Paolo Grassi (30.10.1919 – 13.3.1981) e Giorgio Strehler (14.8.1921 – 24.12.1997)

 

Proprio Ragno, che in Ti mangio il cuore interpreta Michele Malatesta,  ha messo a confronto un presente composito, per molti aspetti decadente, con l’ âge d’or della cultura in Italia, rappresentata da Strehler e da chi, come lo stesso Ragno e Placido (protagonista nelle vesti di Calibano di un’edizione storica di La Tempesta nel 1978, dopo l’Orlando furioso con Luca Ronconi: https://milano.repubblica.it/cronaca/2022/04/19/news/michele_placido_la_mia_milano_tra_strehler_e_un_panino_alla_mortadella-345998537/), ha percorso accanto a lui e a pochi altri eccezionali maestri un tratto della sua formazione e del suo lavoro: 

“C’è una grande fortuna nel servire un re ed è quella di sentire di essere appartenuto a una aristocrazia che oggi quasi, in Italia, è introvabile, direi. Perché quando dico: ‘aver servito un re’ non è soltanto un re della scena; è proprio che cosa vuol dire, per un piccolo borghese come me arrivato dalla provincia, aver avuto la fortuna di sapere che ciò che mi differenzia è la mia immaginazione’’ (l’intervista integrale Strehler 100 | Intervista a Tommaso Ragno, del 1 giugno 2022, è sul canale You tube del Piccolo Teatro: https://www.youtube.com/watch?v=J_rVg-srez4). 
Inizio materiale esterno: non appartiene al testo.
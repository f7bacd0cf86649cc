use super::*;
use crate::constants::{
    level_roster, level_spacing, ENEMY_ROW_Y, ENEMY_WIDTH, ROSTER_START_X, SHOT_DELAY_MAX_MS,
    SHOT_DELAY_MIN_MS,
};

impl GameEngine {
    /// Builds the enemy roster for the current level. Each tier group
    /// is laid out from `ROSTER_START_X` with the level's spacing,
    /// indexed within its own group. Callers disarm the outgoing
    /// roster before this runs, so no deadline from a previous level
    /// survives into the new one.
    pub(super) fn spawn_level_roster(&mut self, now_ms: u64) {
        self.enemies.clear();
        let spacing = level_spacing(self.level);
        for (tier, count) in level_roster(self.level) {
            for slot in 0..*count {
                let x = ROSTER_START_X + slot as i32 * spacing;
                self.spawn_enemy(*tier, x, now_ms);
            }
        }
    }

    fn spawn_enemy(&mut self, tier: TierKind, x: i32, now_ms: u64) {
        let cfg = tier_config(tier);
        let id = self.make_id(cfg.id_prefix);
        // Opaque handle into the renderer's per-tier avatar pool.
        let avatar = format!("{}-{}", cfg.id_prefix, self.rng.pick_index(3) + 1);
        let moving_right = self.rng.bool(0.5);
        let delay = self.rng.delay_ms(SHOT_DELAY_MIN_MS, SHOT_DELAY_MAX_MS);
        let max_x = self.arena_width - ENEMY_WIDTH;
        self.enemies.push(EnemyInternal {
            id,
            tier,
            x: x.clamp(0, max_x),
            y: ENEMY_ROW_Y,
            moving_right,
            tracking: false,
            last_decision_at_ms: now_ms,
            next_shot_at_ms: Some(now_ms + delay),
            avatar,
        });
    }
}

#[cfg(test)]
mod tests {
    use super::*;
    use crate::engine::GameOptions;

    fn make_engine(seed: u32) -> GameEngine {
        GameEngine::new(
            "tester".to_string(),
            ContentStore::sample(),
            seed,
            GameOptions::default(),
        )
    }

    fn tier_counts(engine: &GameEngine) -> (usize, usize, usize) {
        let count = |tier: TierKind| {
            engine
                .enemies
                .iter()
                .filter(|enemy| enemy.tier == tier)
                .count()
        };
        (
            count(TierKind::SectionLeader),
            count(TierKind::TeachingAssistant),
            count(TierKind::Professor),
        )
    }

    #[test]
    fn level_one_roster_is_four_section_leaders() {
        let engine = make_engine(10);
        assert_eq!(tier_counts(&engine), (4, 0, 0));
        let positions: Vec<i32> = engine.enemies.iter().map(|enemy| enemy.x).collect();
        assert_eq!(positions, vec![100, 400, 700, 1000]);
        assert!(engine.enemies.iter().all(|enemy| enemy.y == ENEMY_ROW_Y));
    }

    #[test]
    fn level_two_roster_adds_teaching_assistants() {
        let mut engine = make_engine(11);
        engine.level = 2;
        let now = engine.started_at_ms;
        engine.spawn_level_roster(now);
        assert_eq!(tier_counts(&engine), (4, 2, 0));

        let ta_positions: Vec<i32> = engine
            .enemies
            .iter()
            .filter(|enemy| enemy.tier == TierKind::TeachingAssistant)
            .map(|enemy| enemy.x)
            .collect();
        assert_eq!(ta_positions, vec![100, 300]);
    }

    #[test]
    fn level_three_roster_brings_the_professors() {
        let mut engine = make_engine(12);
        engine.level = 3;
        let now = engine.started_at_ms;
        engine.spawn_level_roster(now);
        assert_eq!(tier_counts(&engine), (0, 3, 2));
    }

    #[test]
    fn spawned_enemies_are_armed_and_not_yet_tracking() {
        let engine = make_engine(13);
        let now = engine.started_at_ms;
        for enemy in &engine.enemies {
            let deadline = enemy.next_shot_at_ms.expect("armed at spawn");
            assert!(deadline >= now + SHOT_DELAY_MIN_MS);
            assert!(deadline < now + SHOT_DELAY_MAX_MS);
            assert!(!enemy.tracking);
            assert_eq!(enemy.last_decision_at_ms, now);
        }
    }

    #[test]
    fn enemy_ids_and_avatars_carry_the_tier_prefix() {
        let mut engine = make_engine(14);
        engine.level = 3;
        let now = engine.started_at_ms;
        engine.spawn_level_roster(now);
        for enemy in &engine.enemies {
            let prefix = tier_config(enemy.tier).id_prefix;
            assert!(enemy.id.starts_with(prefix));
            assert!(enemy.avatar.starts_with(prefix));
        }
    }

    #[test]
    fn spawn_clamps_to_a_narrow_arena() {
        let engine = GameEngine::new(
            "tester".to_string(),
            ContentStore::sample(),
            15,
            GameOptions {
                arena_width: 400,
                ..GameOptions::default()
            },
        );
        let max_x = 400 - ENEMY_WIDTH;
        assert!(engine.enemies.iter().all(|enemy| enemy.x <= max_x));
    }
}
use std::fs;
use std::io;
use std::path::Path;

use crate::rng::Rng;
use crate::types::PayloadKind;

/// Difficulty-keyed pools of payload text. Shots carry either an info
/// line (rewarding) or a question line (damaging); both come from
/// preloaded pools picked uniformly at random. An empty pool is a
/// recoverable condition: `pick` returns `None` and the caller skips
/// that firing.
#[derive(Clone, Debug, Default)]
pub struct ContentStore {
    infos: [Vec<String>; 3],
    questions: [Vec<String>; 3],
}

impl ContentStore {
    /// Loads both banks from text files in the `[Level N] text` line
    /// format. Lines without a recognized level prefix are ignored.
    pub fn load(info_path: &Path, question_path: &Path) -> io::Result<Self> {
        let infos = parse_pools(&fs::read_to_string(info_path)?);
        let questions = parse_pools(&fs::read_to_string(question_path)?);
        Ok(Self { infos, questions })
    }

    pub fn from_texts(info_text: &str, question_text: &str) -> Self {
        Self {
            infos: parse_pools(info_text),
            questions: parse_pools(question_text),
        }
    }

    /// Small built-in banks so sessions can run without data files.
    pub fn sample() -> Self {
        Self::from_texts(
            "[Level 1] A stack frame holds a function's locals.\n\
             [Level 1] Big-O describes growth, not absolute speed.\n\
             [Level 1] A byte is eight bits.\n\
             [Level 2] Quicksort is O(n log n) on average.\n\
             [Level 2] A mutex serializes access to shared state.\n\
             [Level 2] TCP retransmits lost segments.\n\
             [Level 3] Amdahl's law caps parallel speedup.\n\
             [Level 3] B-trees keep disk seeks logarithmic.\n",
            "[Level 1] What does CPU stand for?\n\
             [Level 1] Name one base-2 digit.\n\
             [Level 1] What symbol ends a C statement?\n\
             [Level 2] State the average complexity of hash lookup.\n\
             [Level 2] What does a semaphore count?\n\
             [Level 2] Which layer does IP belong to?\n\
             [Level 3] Derive the master theorem's second case.\n\
             [Level 3] Prove the halting problem is undecidable.\n",
        )
    }

    /// Uniform pick from the pool for `(kind, difficulty)`. Difficulty
    /// is 1-based; unknown difficulties and empty pools yield `None`.
    pub fn pick(&self, kind: PayloadKind, difficulty: u8, rng: &mut Rng) -> Option<String> {
        let pool = self.pool(kind, difficulty)?;
        if pool.is_empty() {
            return None;
        }
        Some(pool[rng.pick_index(pool.len())].clone())
    }

    pub fn pool_len(&self, kind: PayloadKind, difficulty: u8) -> usize {
        self.pool(kind, difficulty).map_or(0, Vec::len)
    }

    fn pool(&self, kind: PayloadKind, difficulty: u8) -> Option<&Vec<String>> {
        let banks = match kind {
            PayloadKind::Info => &self.infos,
            PayloadKind::Question => &self.questions,
        };
        banks.get(difficulty.checked_sub(1)? as usize)
    }
}

fn parse_pools(text: &str) -> [Vec<String>; 3] {
    let mut pools: [Vec<String>; 3] = Default::default();
    for line in text.lines() {
        let Some((level, rest)) = parse_level_prefix(line) else {
            continue;
        };
        let entry = rest.trim();
        if entry.is_empty() {
            continue;
        }
        pools[level - 1].push(entry.to_string());
    }
    pools
}

fn parse_level_prefix(line: &str) -> Option<(usize, &str)> {
    for (level, prefix) in [(1, "[Level 1]"), (2, "[Level 2]"), (3, "[Level 3]")] {
        if let Some(rest) = line.strip_prefix(prefix) {
            return Some((level, rest));
        }
    }
    None
}
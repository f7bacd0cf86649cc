use serde::Serialize;

#[derive(Clone, Copy, Debug, PartialEq, Eq, Serialize)]
#[serde(rename_all = "snake_case")]
pub enum TierKind {
    SectionLeader,
    TeachingAssistant,
    Professor,
}

#[derive(Clone, Copy, Debug, PartialEq, Eq, Serialize)]
#[serde(rename_all = "snake_case")]
pub enum PayloadKind {
    Info,
    Question,
}

#[derive(Clone, Copy, Debug, PartialEq, Eq, Serialize)]
#[serde(rename_all = "snake_case")]
pub enum MoveCommand {
    Left,
    Right,
}

impl MoveCommand {
    pub fn parse(value: &str) -> Option<Self> {
        match value {
            "left" => Some(Self::Left),
            "right" => Some(Self::Right),
            _ => None,
        }
    }
}

#[derive(Clone, Copy, Debug, PartialEq, Eq, Serialize)]
#[serde(rename_all = "snake_case")]
pub enum GameOutcome {
    Won,
    Lost,
}

/// Axis-aligned bounding box in pixel units.
#[derive(Clone, Copy, Debug, PartialEq, Eq, Serialize)]
pub struct Rect {
    pub x: i32,
    pub y: i32,
    pub width: i32,
    pub height: i32,
}

impl Rect {
    pub fn intersects(&self, other: &Rect) -> bool {
        self.x < other.x + other.width
            && other.x < self.x + self.width
            && self.y < other.y + other.height
            && other.y < self.y + self.height
    }
}

#[derive(Clone, Debug, Serialize)]
pub struct SessionInit {
    #[serde(rename = "playerName")]
    pub player_name: String,
    pub seed: u32,
    #[serde(rename = "tickRate")]
    pub tick_rate: u32,
    #[serde(rename = "arenaWidth")]
    pub arena_width: i32,
    #[serde(rename = "arenaHeight")]
    pub arena_height: i32,
}

#[derive(Clone, Debug, Serialize)]
pub struct PlayerView {
    pub x: i32,
    pub y: i32,
    pub health: i32,
    pub score: i32,
    /// Opaque visual handle, supplied by the session configuration.
    pub avatar: String,
}

#[derive(Clone, Debug, Serialize)]
pub struct EnemyView {
    pub id: String,
    pub tier: TierKind,
    pub x: i32,
    pub y: i32,
    #[serde(rename = "movingRight")]
    pub moving_right: bool,
    pub tracking: bool,
    /// Opaque visual handle; the renderer maps it to an image, the
    /// core never inspects it.
    pub avatar: String,
}

#[derive(Clone, Debug, Serialize)]
pub struct ShotView {
    pub id: String,
    pub kind: PayloadKind,
    pub x: i32,
    pub y: i32,
    pub speed: i32,
    pub text: String,
}

#[derive(Clone, Debug, Serialize)]
#[serde(tag = "type", rename_all = "snake_case")]
pub enum RuntimeEvent {
    ShotFired {
        #[serde(rename = "enemyId")]
        enemy_id: String,
        kind: PayloadKind,
    },
    InfoCollected {
        reward: i32,
        score: i32,
    },
    QuestionHit {
        damage: i32,
        health: i32,
    },
    LevelAdvanced {
        level: u32,
    },
    GameEnded {
        outcome: GameOutcome,
    },
}

#[derive(Clone, Debug, Serialize)]
pub struct TimelineEvent {
    #[serde(rename = "atMs")]
    pub at_ms: u64,
    pub label: String,
}

#[derive(Clone, Debug, Serialize)]
pub struct Snapshot {
    pub tick: u64,
    #[serde(rename = "nowMs")]
    pub now_ms: u64,
    pub level: u32,
    #[serde(rename = "requiredScore")]
    pub required_score: i32,
    pub player: PlayerView,
    pub enemies: Vec<EnemyView>,
    pub shots: Vec<ShotView>,
    /// Texts shown by the external renderer's info/question lines.
    #[serde(rename = "infoText")]
    pub info_text: String,
    #[serde(rename = "questionText")]
    pub question_text: String,
    #[serde(rename = "gameOver")]
    pub game_over: bool,
    pub outcome: Option<GameOutcome>,
    pub events: Vec<RuntimeEvent>,
}

#[derive(Clone, Copy, Debug, Default, Serialize)]
pub struct SessionStats {
    #[serde(rename = "infosCollected")]
    pub infos_collected: i32,
    #[serde(rename = "questionsHit")]
    pub questions_hit: i32,
    #[serde(rename = "shotsFired")]
    pub shots_fired: i32,
}

#[derive(Clone, Debug, Serialize)]
pub struct GameSummary {
    pub outcome: GameOutcome,
    pub score: i32,
    #[serde(rename = "levelReached")]
    pub level_reached: u32,
    #[serde(rename = "durationMs")]
    pub duration_ms: u64,
    pub stats: SessionStats,
    pub timeline: Vec<TimelineEvent>,
}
A fini pubblicitari è, in ogni caso, comprensibile e quasi sacrosanto che si punti sul nome di Elodie per attirare nelle sale anche un pubblico giovane, che legge poco o per niente libri e giornali e che altrimenti non andrebbe al cinema pagando un biglietto per vedere la trasposizione a tratti elisabettiana di una storia vera e durissima, resa sullo schermo con virtuosismi stilistici raffinati e in una lingua scabra. Le vicende del libro e del film coprono un periodo che va dagli anni Sessanta ai primi anni Duemila; espedienti in primo luogo linguistici (una lingua e un dialetto arcaici, quasi immutati) e visivi contribuiscono a collocare la vicenda fuori dal tempo, anche perché il film non si riduce alla sola storia principale, cioè il colpo di fulmine tra due giovani membri di famiglie nemiche da decenni, ma restituisce la complessità dei rapporti di amore e di amicizia. La lingua di Ti mangio il cuore, difatti, obbliga a un esercizio di attenzione che è uno dei punti di forza del film: è difficilmente comprensibile quando diventa un dialetto tanto stretto da dovere essere sottotitolato anche per chi, come me, è nata in Puglia, è andata via poco più che ventenne ed è tornata alla casella di partenza per insegnare dal dicembre 2018 nell’università che ha sede nella dilaniata Capitanata; per tali ragioni biografiche e professionali ho letto il libro Ti mangio il cuore quando è uscito e ho trovato nobilitati dalla fotografia (per la quale si veda oltre) luoghi, suoni e toni che mi sono familiari da poco più di un triennio. 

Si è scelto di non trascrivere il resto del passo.